Princess Lockerooo and The Fabulous Waack Dancers with Music by Harold O’Neal
Co-commissioning partner: Works & Process, Inc. (New York, NY)
Princess Lockerooo and The Fabulous Waack Dancers, with music by Harold O’Neal, will build upon learning from Works & Process LaunchPAD residency and in-process sharings at Guggenheim, NYPL for the Performing Arts, and Underground Uptown Dance Festival at Lincoln Center’s Alice Tully Hall. With six main and six supporting characters, The Big Show will push boundaries, cross-pollinating dance and theater. Like the silent films that inspired waacking, the Fabulous Waack dancers will use their bodies to communicate intertwining narratives. The Development Fund will support studio time and artist fees as the team cleans up choreography through rehearsals, refines character development, and expands the show by an additional 15 minutes.

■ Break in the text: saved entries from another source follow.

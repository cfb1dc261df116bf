use crate::error::Result;

use super::{CandidatePath, LaunchRequest, Package, PathResolver};

const PATHS: &[CandidatePath] = &[
    &["ProgramFiles", "Google", "Chrome", "Application", "chrome.exe"],
    &["LOCALAPPDATA", "Chromium", "Application", "chrome.exe"],
];

/// Renderer code integrity blocks the injected monitor inside Chrome.
const DISABLE_CODE_INTEGRITY: &str = "--disable-features=RendererCodeIntegrity";

/// Opens a URL in Google Chrome (or Chromium).
#[derive(Debug, Default)]
pub struct Chrome {
    resolver: PathResolver,
}

impl Chrome {
    #[must_use]
    pub fn new() -> Self {
        Self::default()
    }

    #[must_use]
    pub const fn with_resolver(resolver: PathResolver) -> Self {
        Self { resolver }
    }
}

impl Package for Chrome {
    fn name(&self) -> &'static str {
        "chrome"
    }

    fn summary(&self) -> &'static str {
        "Opens the URL in Google Chrome."
    }

    fn candidate_paths(&self) -> &'static [CandidatePath] {
        PATHS
    }

    fn resolver(&self) -> &PathResolver {
        &self.resolver
    }

    /// The URL is passed in place of a file name and doubles as the display value.
    fn start(&self, target: &str) -> Result<LaunchRequest> {
        let chrome = self.resolve_path("Google")?;
        Ok(LaunchRequest::new(
            chrome,
            format!("{DISABLE_CODE_INTEGRITY} \"{target}\""),
            target,
        ))
    }
}

#[cfg(test)]
mod tests {
    use std::ffi::OsString;
    use std::path::Path;

    use super::*;
    use crate::error::Error;

    fn install(root: &Path, components: &[&str]) -> std::path::PathBuf {
        let exe = components.iter().fold(root.to_path_buf(), |p, c| p.join(c));
        std::fs::create_dir_all(exe.parent().unwrap()).unwrap();
        std::fs::write(&exe, b"MZ").unwrap();
        exe
    }

    fn resolver_for(var: &'static str, root: &Path) -> PathResolver {
        let root = OsString::from(root);
        PathResolver::with_lookup(move |name| (name == var).then(|| root.clone()))
    }

    #[test]
    fn prefers_program_files_install() {
        let dir = tempfile::tempdir().unwrap();
        let exe = install(dir.path(), &["Google", "Chrome", "Application", "chrome.exe"]);
        let chrome = Chrome::with_resolver(resolver_for("ProgramFiles", dir.path()));

        let request = chrome.start("http://example.test/a b").unwrap();
        assert_eq!(request.executable, exe);
        assert_eq!(
            request.arguments,
            "--disable-features=RendererCodeIntegrity \"http://example.test/a b\""
        );
        assert_eq!(request.display, "http://example.test/a b");
    }

    #[test]
    fn falls_back_to_chromium_under_local_app_data() {
        let dir = tempfile::tempdir().unwrap();
        let exe = install(dir.path(), &["Chromium", "Application", "chrome.exe"]);
        let chrome = Chrome::with_resolver(resolver_for("LOCALAPPDATA", dir.path()));
        assert_eq!(chrome.resolve_path("Google").unwrap(), exe);
    }

    #[test]
    fn start_fails_without_an_install() {
        let chrome = Chrome::with_resolver(PathResolver::with_lookup(|_| None));
        let err = chrome.start("http://example.test/").unwrap_err();
        assert!(matches!(err, Error::PackageNotFound { .. }));
        assert_eq!(chrome.name(), "chrome");
        assert_eq!(chrome.summary(), "Opens the URL in Google Chrome.");
    }
}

Raven Chacon + Guillermo Galindo
Co-commissioning partner: Ogden First Inc. (Ogden, UT)
In a collaborative endeavor, Caesura unites Mexican experimental composer Guillermo Galindo and Pulitzer Prize-winning Diné composer Raven Chacon. Complementing the “The Other Side of the Tracks” exhibition, their site-specific composition draws inspiration from the sensory history of 19th-century rail expansion, addressing social, economic, and environmental impacts and challenges historical omissions, offering a critical lens on the railroad’s complex role in shaping the nation. The musical score unfolds through a call-and-response process, enriched by a research expedition to historical sites. This dynamic performance, featuring local percussionists, adapts to diverse venues, engaging with the multifaceted impact of railways on their local communities.
Rosy Simas
Co-commissioning partner: Walker Art Center (Minneapolis, MN)
O’nigöëiyosde: Mind of Peace is a project of healing, generating, and rest, centering Haudenosaunee’s contemporary views of what it means to cultivate a mind of peace. The Development Fund will support a 10-day production residency for Rosy Simas at the Walker Art Center, to prepare the work for its premiere.

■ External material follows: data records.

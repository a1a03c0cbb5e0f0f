//! Iterative type resolution
//!
//! Symbols declared without an explicit type carry their initializer and a
//! list of names it references. [`TypeResolver`] sweeps the scope graph
//! until every such symbol is resolved or no sweep makes progress,
//! recursing through dependencies and detecting cycles with the per-symbol
//! tri-state marker.

use log::debug;

use crate::ast::{Expr, ExprKind, Ident, UnaryOp};
use crate::errors::{Diagnostics, SemanticError};

use super::scope::{ResolutionState, ScopeId, SymbolKind};
use super::table::SymbolTable;

/// Upper bound on resolution sweeps before a cycle is assumed
const MAX_ITERATIONS: usize = 10;

/// Spelling used while an inference has no answer yet
const UNRESOLVED: &str = "unresolved";

/// Resolves the types of all Unresolved symbols in a scope graph
pub struct TypeResolver<'t, 'a> {
    table: &'t mut SymbolTable<'a>,
    cycle_reported: bool,
}

impl<'t, 'a> TypeResolver<'t, 'a> {
    pub fn new(table: &'t mut SymbolTable<'a>) -> Self {
        Self {
            table,
            cycle_reported: false,
        }
    }

    /// Drive inference to a fixed point
    ///
    /// Returns `true` when every symbol ends up Resolved. Failures are
    /// aggregated into the sink: one `CyclicInference` per run at most,
    /// and an `InferenceFailed` per symbol still Unresolved at the end.
    pub fn resolve_all_types(&mut self, diagnostics: &mut Diagnostics) -> bool {
        let mut progress = true;
        let mut iteration = 0;

        while progress && iteration < MAX_ITERATIONS {
            progress = false;
            iteration += 1;
            debug!("type resolution iteration {}", iteration);

            for (scope_id, name) in self.pending_symbols() {
                let still_unresolved = self
                    .table
                    .lookup_symbol_in_scope(scope_id, &name)
                    .is_some_and(|s| s.state == ResolutionState::Unresolved);
                if still_unresolved && self.resolve_in_scope(&name, scope_id, diagnostics) {
                    debug!("resolved '{}'", name);
                    progress = true;
                }
            }
        }

        let unresolved = self.pending_symbols();
        if progress && !unresolved.is_empty() {
            // The graph never settles; everything left is part of the knot.
            if !self.cycle_reported {
                diagnostics.report(SemanticError::CyclicInference(unresolved[0].1.clone()));
            }
            return false;
        }

        let mut all_resolved = true;
        for (_, name) in unresolved {
            diagnostics.report(SemanticError::InferenceFailed(name));
            all_resolved = false;
        }
        all_resolved
    }

    /// Resolve one symbol by name, searching scopes in creation order
    pub fn resolve_symbol_type(&mut self, name: &str, diagnostics: &mut Diagnostics) -> bool {
        let Some(scope_id) = self.find_declaring_scope(name) else {
            return false;
        };
        self.resolve_in_scope(name, scope_id, diagnostics)
    }

    fn find_declaring_scope(&self, name: &str) -> Option<ScopeId> {
        self.table
            .scopes()
            .find_map(|scope| scope.get(name).map(|s| s.scope))
    }

    fn pending_symbols(&self) -> Vec<(ScopeId, String)> {
        self.table
            .scopes()
            .flat_map(|scope| scope.symbols())
            .filter(|s| s.state == ResolutionState::Unresolved)
            .map(|s| (s.scope, s.name.clone()))
            .collect()
    }

    fn set_state(&mut self, scope_id: ScopeId, name: &str, state: ResolutionState) {
        if let Some(symbol) = self.table.symbol_mut(scope_id, name) {
            symbol.state = state;
        }
    }

    fn resolve_in_scope(
        &mut self,
        name: &str,
        scope_id: ScopeId,
        diagnostics: &mut Diagnostics,
    ) -> bool {
        let Some(symbol) = self.table.lookup_symbol_in_scope(scope_id, name) else {
            return false;
        };
        match symbol.state {
            ResolutionState::Resolved => return true,
            ResolutionState::Resolving => {
                // Re-entered while already resolving: the initializers
                // form a cycle. State is left untouched.
                if !self.cycle_reported {
                    self.cycle_reported = true;
                    diagnostics.report(SemanticError::CyclicInference(name.into()));
                }
                return false;
            }
            ResolutionState::Unresolved => {}
        }

        let dependencies = symbol.dependencies.clone();
        let initializer = symbol.initializer;
        self.set_state(scope_id, name, ResolutionState::Resolving);

        for dep in &dependencies {
            // A name that resolves to no symbol is left for the inference
            // step to judge.
            let Some(dep_scope) = self
                .table
                .lookup_symbol_in_context(dep, scope_id)
                .map(|s| s.scope)
            else {
                continue;
            };
            if !self.resolve_in_scope(dep, dep_scope, diagnostics) {
                debug!("dependency '{}' of '{}' failed to resolve", dep, name);
                self.set_state(scope_id, name, ResolutionState::Unresolved);
                return false;
            }
        }

        let inferred = match initializer {
            Some(expr) => self.infer_type(expr, scope_id),
            None => UNRESOLVED.to_string(),
        };
        if inferred == UNRESOLVED {
            self.set_state(scope_id, name, ResolutionState::Unresolved);
            return false;
        }

        match self.table.type_from_name(&inferred) {
            Ok(data_type) => {
                let symbol = self
                    .table
                    .symbol_mut(scope_id, name)
                    .expect("symbol was just looked up");
                symbol.data_type = data_type;
                symbol.type_name = inferred;
                symbol.state = ResolutionState::Resolved;
                true
            }
            Err(err) => {
                diagnostics.report(err);
                self.set_state(scope_id, name, ResolutionState::Unresolved);
                false
            }
        }
    }

    /// Infer the type name of an expression, or `"unresolved"`
    ///
    /// `ctx` is the scope the expression is evaluated in; identifier
    /// lookups walk its parent chain.
    pub fn infer_type(&self, expr: &Expr, ctx: ScopeId) -> String {
        match &expr.kind {
            ExprKind::Integer(_) => "i32".into(),
            ExprKind::Float(_) => "f32".into(),
            ExprKind::Bool(_) => "bool".into(),
            ExprKind::Str(_) => "string".into(),
            ExprKind::Binary { op, left, right } => {
                if op.yields_bool() {
                    return "bool".into();
                }
                // Arithmetic takes the type of whichever operand is known
                let left_type = self.infer_type(left, ctx);
                if left_type != UNRESOLVED {
                    return left_type;
                }
                self.infer_type(right, ctx)
            }
            ExprKind::Unary { op, operand } => match op {
                UnaryOp::Not => "bool".into(),
                UnaryOp::Plus | UnaryOp::Minus => self.infer_type(operand, ctx),
            },
            ExprKind::Ident(ident) => {
                match self.table.lookup_symbol_in_context(&ident.name, ctx) {
                    Some(symbol) if symbol.is_resolved() => symbol.type_name.clone(),
                    _ => UNRESOLVED.into(),
                }
            }
            ExprKind::Call { target, .. } => match &target.kind {
                ExprKind::Ident(ident) => {
                    match self.table.lookup_symbol_in_context(&ident.name, ctx) {
                        Some(symbol)
                            if symbol.kind == SymbolKind::Function && symbol.is_resolved() =>
                        {
                            symbol.type_name.clone()
                        }
                        _ => UNRESOLVED.into(),
                    }
                }
                ExprKind::Member { target, member } => {
                    self.member_type(target, member, ctx, true)
                }
                _ => UNRESOLVED.into(),
            },
            ExprKind::Assign { value, .. } => self.infer_type(value, ctx),
            ExprKind::New { ty, .. } => {
                let spelling = ty.to_string();
                match self.table.lookup_symbol_in_context(&spelling, ctx) {
                    Some(symbol)
                        if matches!(symbol.kind, SymbolKind::Class | SymbolKind::Enum) =>
                    {
                        spelling
                    }
                    _ => UNRESOLVED.into(),
                }
            }
            ExprKind::Member { target, member } => self.member_type(target, member, ctx, false),
            ExprKind::This => UNRESOLVED.into(),
        }
    }

    /// Type of `target.member`, via the scope named after the target's type
    fn member_type(
        &self,
        target: &Expr,
        member: &Ident,
        ctx: ScopeId,
        require_function: bool,
    ) -> String {
        let target_type = self.infer_type(target, ctx);
        if target_type == UNRESOLVED {
            return UNRESOLVED.into();
        }
        let Some(type_scope) = self.table.find_scope_by_name(&target_type) else {
            return UNRESOLVED.into();
        };
        match self.table.lookup_symbol_in_scope(type_scope, &member.name) {
            Some(symbol)
                if symbol.is_resolved()
                    && (!require_function || symbol.kind == SymbolKind::Function) =>
            {
                symbol.type_name.clone()
            }
            _ => UNRESOLVED.into(),
        }
    }
}

/// Collect the names an initializer references, in encounter order
///
/// Identifiers, call targets (the receiver for member calls), `new` type
/// names, and everything reachable through operands and arguments count;
/// literals and `this` contribute nothing.
pub fn extract_dependencies(expr: &Expr) -> Vec<String> {
    let mut deps = Vec::new();
    collect_dependencies(expr, &mut deps);
    deps
}

fn collect_dependencies(expr: &Expr, deps: &mut Vec<String>) {
    match &expr.kind {
        ExprKind::Ident(ident) => deps.push(ident.name.clone()),
        ExprKind::Binary { left, right, .. } => {
            collect_dependencies(left, deps);
            collect_dependencies(right, deps);
        }
        ExprKind::Unary { operand, .. } => collect_dependencies(operand, deps),
        ExprKind::Call { target, args } => {
            match &target.kind {
                ExprKind::Ident(ident) => deps.push(ident.name.clone()),
                ExprKind::Member { target, .. } => collect_dependencies(target, deps),
                _ => {}
            }
            for arg in args {
                collect_dependencies(arg, deps);
            }
        }
        ExprKind::Assign { value, .. } => collect_dependencies(value, deps),
        ExprKind::New { ty, args } => {
            deps.push(ty.to_string());
            for arg in args {
                collect_dependencies(arg, deps);
            }
        }
        ExprKind::Member { target, .. } => collect_dependencies(target, deps),
        ExprKind::Integer(_)
        | ExprKind::Float(_)
        | ExprKind::Bool(_)
        | ExprKind::Str(_)
        | ExprKind::This => {}
    }
}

Ximena Garnica & Shige Moriya | LEIMAY
Co-commissioning partner: Home for Contemporary Theatre and Art, Ltd. (New York, NY)
Artistic collective LEIMAY, consisting of Ximena Garncia and Shige Moriya, will produce a workshop of A MEAL with co-commissioner HERE at North American Cultural Laboratory (NACL) from June 17 to 22, 2024. The Development Fund will support LEIMAY as they develop and refine A MEAL’s video and sound installation with choreography. This workshop also includes one public sharing and a cooking workshop, ahead of the world premiere of A MEAL in September 2024.